California’s state minimum wage:
- 2018: $11/hr. (businesses with 26 or more employees); $10.50/hr. (businesses with 25 or fewer employees)
- 2019: $12 per hour for businesses with 26 or more employees; $11.00/ hr. (businesses with 25 or fewer employees)
- 2020: $13 an hour for businesses with 26 or more employees; $12.00/hr. (businesses with 25 or fewer employees)
In California, note that the minimum wage rate may be higher in your locality; there are several localities with minimum wage rates that differ the state minimum wage rate (they have higher minimum wage rates).

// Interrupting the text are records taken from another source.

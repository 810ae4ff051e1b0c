use crate::error::{AddressFinderError, Result};
use address_common::CITY_NAME;
use serde::{Deserialize, Serialize};
use std::path::{Path, PathBuf};

/// 查詢コマンドを上書きする環境変数
pub const LOOKUP_COMMAND_ENV: &str = "ADDRESS_LOOKUP_COMMAND";

/// 門牌查詢サイト（桃園市）
pub const DEFAULT_LOOKUP_URL: &str = "https://addressrs.moi.gov.tw/address/index.cfm?city_id=68000";

#[derive(Debug, Clone, Serialize, Deserialize)]
#[serde(default)]
pub struct Config {
    /// 查詢コマンド（ヘッドレスブラウザを操作するスクリプト）
    pub lookup_command: Option<String>,
    /// 查詢コマンドの引数（`{query}` を住所に置換）
    pub lookup_args: Vec<String>,
    pub lookup_url: String,
    pub lookup_timeout_seconds: u64,
    /// 1件ごとの待機時間
    pub query_interval_seconds: u64,
    pub city_name: String,
    pub exception_rules_path: PathBuf,
    /// コンソール出力で住所を揃える幅
    pub pad_width: usize,
    pub open_after_run: bool,
}

impl Default for Config {
    fn default() -> Self {
        Self {
            lookup_command: None,
            lookup_args: vec!["{query}".into()],
            lookup_url: DEFAULT_LOOKUP_URL.into(),
            lookup_timeout_seconds: 20,
            query_interval_seconds: 5,
            city_name: CITY_NAME.into(),
            exception_rules_path: PathBuf::from("exception_rules.json"),
            pad_width: 50,
            open_after_run: true,
        }
    }
}

impl Config {
    pub fn load() -> Result<Self> {
        Self::load_from(&Self::config_path()?)
    }

    pub fn load_from(path: &Path) -> Result<Self> {
        if path.exists() {
            let content = std::fs::read_to_string(path)?;
            let config: Config = serde_json::from_str(&content)?;
            Ok(config)
        } else {
            Ok(Self::default())
        }
    }

    pub fn save(&self) -> Result<()> {
        self.save_to(&Self::config_path()?)
    }

    pub fn save_to(&self, path: &Path) -> Result<()> {
        if let Some(parent) = path.parent() {
            std::fs::create_dir_all(parent)?;
        }

        let content = serde_json::to_string_pretty(self)?;
        std::fs::write(path, content)?;
        Ok(())
    }

    pub fn config_path() -> Result<PathBuf> {
        let home = dirs::home_dir()
            .ok_or_else(|| AddressFinderError::Config("ホームディレクトリが見つかりません".into()))?;
        Ok(home.join(".config").join("taoyuan-address").join("config.json"))
    }

    pub fn get_lookup_command(&self) -> Result<String> {
        // 環境変数を優先
        if let Ok(command) = std::env::var(LOOKUP_COMMAND_ENV) {
            if !command.trim().is_empty() {
                return Ok(command);
            }
        }

        self.lookup_command
            .clone()
            .filter(|c| !c.trim().is_empty())
            .ok_or(AddressFinderError::MissingLookupCommand)
    }

    /// 查詢コマンドを設定して保存する
    ///
    /// `command` の先頭がプログラム、残りが引数。
    pub fn set_lookup_command(&mut self, command: Vec<String>) -> Result<()> {
        let mut parts = command.into_iter();
        let program = parts
            .next()
            .ok_or_else(|| AddressFinderError::Config("查詢コマンドが空です".into()))?;
        let args: Vec<String> = parts.collect();

        self.lookup_command = Some(program);
        self.lookup_args = if args.is_empty() { vec!["{query}".into()] } else { args };
        self.save()
    }
}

In addition to a minimum wage, both the federal government and the state of California mandate a maximum number of hours that may be worked in a week, and both systems mandate the payment of overtime for hours worked over that maximum. California law goes above and beyond federal law with respect to both minimum wage and maximum hour law, and it mandates certain rest periods and meal breaks that are not required by the federal government.
Rest and meal breaks
California requires employers to permit nonexempt employees to take a meal break as close to the middle of the work shift as possible. Employees also are entitled to 10 minutes of rest for each four-hour work period or half shift, which is a two- to four-hour period. A rest period is counted as time worked, and the employer must pay the employee for that time. Since employees are paid for the rest periods, employers can require that they stay on the premises.
The rest period begins when you reach the designated rest area adjacent to where you are working. An employer is required to provide suitable resting places that are separate from bathroom facilities.
If an employer fails to provide you with a rest period in accordance with California law, the employer has to pay you for one additional hour of work at your regular rate for each workday—not rest period—that you were denied.
Other tasks that an employer requires of you can entitle you to additional compensation. For instance, employees who are required to perform any tasks before clocking in or after clocking out are entitled to compensation. This includes changing into or out of a uniform, running errands, or picking up supplies. Also, employees who are required to report to work but are then sent home are entitled to be paid for at least half a shift, up to four hours but not less than two hours.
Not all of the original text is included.